あわせて、トイレの回数が増えている、または排尿の量が多くなっている場合には「多尿」の可能性も考えられます。
<飼い主様が気づきやすい愛犬の行動変化>
・水の減りが早くなった
・夜中や早朝にも水を飲みに行く
・散歩中や外出先で、水を探すようなそぶりがある
・排尿の回数や量が明らかに増えている
・トイレの失敗が増えた
<特に注意したい症状>
これらの行動に加えて、以下のような症状が見られる場合は早めに動物病院に相談しましょう。
・急に元気がなくなり、食欲が落ちている
・嘔吐や下痢を繰り返している
・意識がぼんやりしている
・おしっこが出にくい、または血が混じっている
【多飲多尿を引き起こす主な病気】
多飲多尿はさまざまな病気のサインとなることがあります。以下に主な原因を挙げ、それぞれの特徴をご紹介します。
<腎臓の病気(慢性腎臓病など)>
腎臓の働きが低下すると、尿を濃くする力が弱まり、薄い尿をたくさん出すようになります。
その結果、水分が失われやすくなり、体は脱水を防ぐために水を多く欲するようになります。
主な症状:体重が減る/食欲がなくなる/嘔吐/口臭が強くなる など
<内分泌の病気(クッシング症候群・糖尿病など)>
◆クッシング症候群
副腎皮質ホルモンが過剰に分泌され、多飲多尿やお腹のふくらみといった変化が見られます。
▼クッシング症候群についてはこちら
◆糖尿病
尿に糖が出ることで尿量が増え、体が脱水にならないように水を多く飲むようになります。
主な症状:食欲はあるのに体重が減る/元気がなくなる/皮膚や毛の変化 など
▼糖尿病についてはこちら
<肝臓の病気>
肝臓の機能が落ちると、体内の代謝や毒素の処理がうまくできず、多飲多尿が起こることがあります。

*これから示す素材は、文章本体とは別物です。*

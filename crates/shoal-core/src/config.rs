//! Agent and resolver configuration.
//!
//! Agents take optional overrides; anything left unset is drawn from a
//! documented band once, at construction, from the supplied random source.
//! The resolved values are validated before an agent exists so nothing in the
//! per-tick path has to deal with bad numbers.

use crate::constants::*;
use rand::Rng;
use thiserror::Error;

#[derive(Debug, Clone, PartialEq, Error)]
pub enum ConfigError {
    #[error("{field} must be finite, got {value}")]
    NonFinite { field: &'static str, value: f32 },
    #[error("{field} must be {expected}, got {value}")]
    OutOfRange {
        field: &'static str,
        value: f32,
        expected: &'static str,
    },
}

/// Per-agent tunables as supplied by the caller. `None` means "pick one".
#[derive(Clone, Copy, Debug, Default, PartialEq)]
pub struct AgentOverrides {
    pub speed: Option<f32>,
    pub interval: Option<f32>,
    pub follow_distance: Option<f32>,
    pub max_distance: Option<f32>,
    pub rotation_speed: Option<f32>,
}

/// Resolved, validated per-agent tunables.
#[derive(Clone, Copy, Debug, PartialEq)]
pub struct AgentTunables {
    pub speed: f32,
    /// Swim cycle length in milliseconds.
    pub interval: f32,
    pub follow_distance: f32,
    /// Half-width of the wrapping world cube.
    pub max_distance: f32,
    /// Slerp factor applied to the orientation each tick.
    pub rotation_speed: f32,
}

impl AgentTunables {
    /// Fill in missing tunables from `rng` and validate the result.
    ///
    /// One `f32` is drawn per missing field, in declaration order. The world
    /// bound has a fixed default and never consumes a draw.
    pub fn resolve<R: Rng + ?Sized>(
        overrides: &AgentOverrides,
        rng: &mut R,
    ) -> Result<Self, ConfigError> {
        let speed = overrides
            .speed
            .unwrap_or_else(|| band(rng, SPEED_BASE, SPEED_SPAN));
        let interval = overrides
            .interval
            .unwrap_or_else(|| band(rng, INTERVAL_BASE_MS, INTERVAL_SPAN_MS));
        let follow_distance = overrides
            .follow_distance
            .unwrap_or_else(|| band(rng, FOLLOW_DISTANCE_BASE, FOLLOW_DISTANCE_SPAN));
        let max_distance = overrides.max_distance.unwrap_or(DEFAULT_MAX_DISTANCE);
        let rotation_speed = overrides
            .rotation_speed
            .unwrap_or_else(|| band(rng, ROTATION_SPEED_BASE, ROTATION_SPEED_SPAN));

        let tunables = Self {
            speed,
            interval,
            follow_distance,
            max_distance,
            rotation_speed,
        };
        tunables.validate()?;
        Ok(tunables)
    }

    pub fn validate(&self) -> Result<(), ConfigError> {
        at_least("speed", self.speed, 0.0)?;
        positive("interval", self.interval)?;
        at_least("follow_distance", self.follow_distance, 0.0)?;
        positive("max_distance", self.max_distance)?;
        unit_interval("rotation_speed", self.rotation_speed)
    }
}

/// Camera smoothing and inactivity settings for the target resolver.
#[derive(Clone, Copy, Debug, PartialEq)]
pub struct ResolverParams {
    /// Slerp factor toward the pointer-derived camera rotation, per tick.
    pub speed: f32,
    /// Largest camera rotation (radians) at the viewport edge.
    pub max_rotation: f32,
    /// Pointer inactivity (ms) after which following is disengaged.
    pub cool_down_ms: f32,
}

impl Default for ResolverParams {
    fn default() -> Self {
        Self {
            speed: CAMERA_BLEND,
            max_rotation: CAMERA_MAX_ROTATION,
            cool_down_ms: COOL_DOWN_MS,
        }
    }
}

impl ResolverParams {
    pub fn validate(&self) -> Result<(), ConfigError> {
        unit_interval("speed", self.speed)?;
        at_least("max_rotation", self.max_rotation, 0.0)?;
        positive("cool_down_ms", self.cool_down_ms)
    }
}

#[inline]
fn band<R: Rng + ?Sized>(rng: &mut R, base: f32, span: f32) -> f32 {
    base + rng.gen::<f32>() * span
}

fn finite(field: &'static str, value: f32) -> Result<(), ConfigError> {
    if value.is_finite() {
        Ok(())
    } else {
        Err(ConfigError::NonFinite { field, value })
    }
}

fn at_least(field: &'static str, value: f32, min: f32) -> Result<(), ConfigError> {
    finite(field, value)?;
    if value >= min {
        Ok(())
    } else {
        Err(ConfigError::OutOfRange {
            field,
            value,
            expected: "non-negative",
        })
    }
}

fn positive(field: &'static str, value: f32) -> Result<(), ConfigError> {
    finite(field, value)?;
    if value > 0.0 {
        Ok(())
    } else {
        Err(ConfigError::OutOfRange {
            field,
            value,
            expected: "greater than zero",
        })
    }
}

fn unit_interval(field: &'static str, value: f32) -> Result<(), ConfigError> {
    finite(field, value)?;
    if (0.0..=1.0).contains(&value) {
        Ok(())
    } else {
        Err(ConfigError::OutOfRange {
            field,
            value,
            expected: "within [0, 1]",
        })
    }
}

#[cfg(test)]
mod tests {
    use super::*;
    use rand::rngs::mock::StepRng;

    #[test]
    fn zero_draws_resolve_to_band_floors() {
        let mut rng = StepRng::new(0, 0);
        let t = AgentTunables::resolve(&AgentOverrides::default(), &mut rng).unwrap();
        assert_eq!(t.speed, SPEED_BASE);
        assert_eq!(t.interval, INTERVAL_BASE_MS);
        assert_eq!(t.follow_distance, FOLLOW_DISTANCE_BASE);
        assert_eq!(t.max_distance, DEFAULT_MAX_DISTANCE);
        assert_eq!(t.rotation_speed, ROTATION_SPEED_BASE);
    }

    #[test]
    fn overrides_are_kept_verbatim() {
        let mut rng = StepRng::new(u64::MAX, 0);
        let overrides = AgentOverrides {
            speed: Some(0.3),
            interval: Some(1500.0),
            follow_distance: Some(4.0),
            max_distance: Some(12.0),
            rotation_speed: Some(0.5),
        };
        let t = AgentTunables::resolve(&overrides, &mut rng).unwrap();
        assert_eq!(t.speed, 0.3);
        assert_eq!(t.interval, 1500.0);
        assert_eq!(t.follow_distance, 4.0);
        assert_eq!(t.max_distance, 12.0);
        assert_eq!(t.rotation_speed, 0.5);
    }

    #[test]
    fn rejects_negative_world_bound() {
        let mut rng = StepRng::new(0, 0);
        let overrides = AgentOverrides {
            max_distance: Some(-5.0),
            ..Default::default()
        };
        let err = AgentTunables::resolve(&overrides, &mut rng).unwrap_err();
        assert!(matches!(
            err,
            ConfigError::OutOfRange {
                field: "max_distance",
                ..
            }
        ));
        assert!(err.to_string().contains("max_distance"));
    }

    #[test]
    fn rejects_nan_and_out_of_range_rotation() {
        let mut rng = StepRng::new(0, 0);
        let nan = AgentOverrides {
            speed: Some(f32::NAN),
            ..Default::default()
        };
        assert!(matches!(
            AgentTunables::resolve(&nan, &mut rng),
            Err(ConfigError::NonFinite { field: "speed", .. })
        ));
        let spin = AgentOverrides {
            rotation_speed: Some(1.5),
            ..Default::default()
        };
        assert!(AgentTunables::resolve(&spin, &mut rng).is_err());
    }

    #[test]
    fn default_resolver_params_are_valid() {
        assert!(ResolverParams::default().validate().is_ok());
        let bad = ResolverParams {
            cool_down_ms: 0.0,
            ..Default::default()
        };
        assert!(bad.validate().is_err());
    }
}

主な症状:黄疸(目や歯ぐきが黄色くなる)/元気がない/嘔吐/便の色が薄くなる など
<子宮蓄膿症>
子宮が細菌感染し、中に膿が溜まる病気です。ホルモンバランスが崩れ多飲多尿となります。
主な症状:元気・食欲がなくなる/発熱/嘔吐/お腹が張る/陰部から膿が出る など
<その他の原因>
・利尿作用のある薬を使っている
・高齢による代謝の変化
・精神的ストレスや興奮
・暑さによる水分摂取の増加
多飲多尿は、それだけで病気と断定できるものではありませんが、ほかの症状と組み合わさって見えてくることが多いです。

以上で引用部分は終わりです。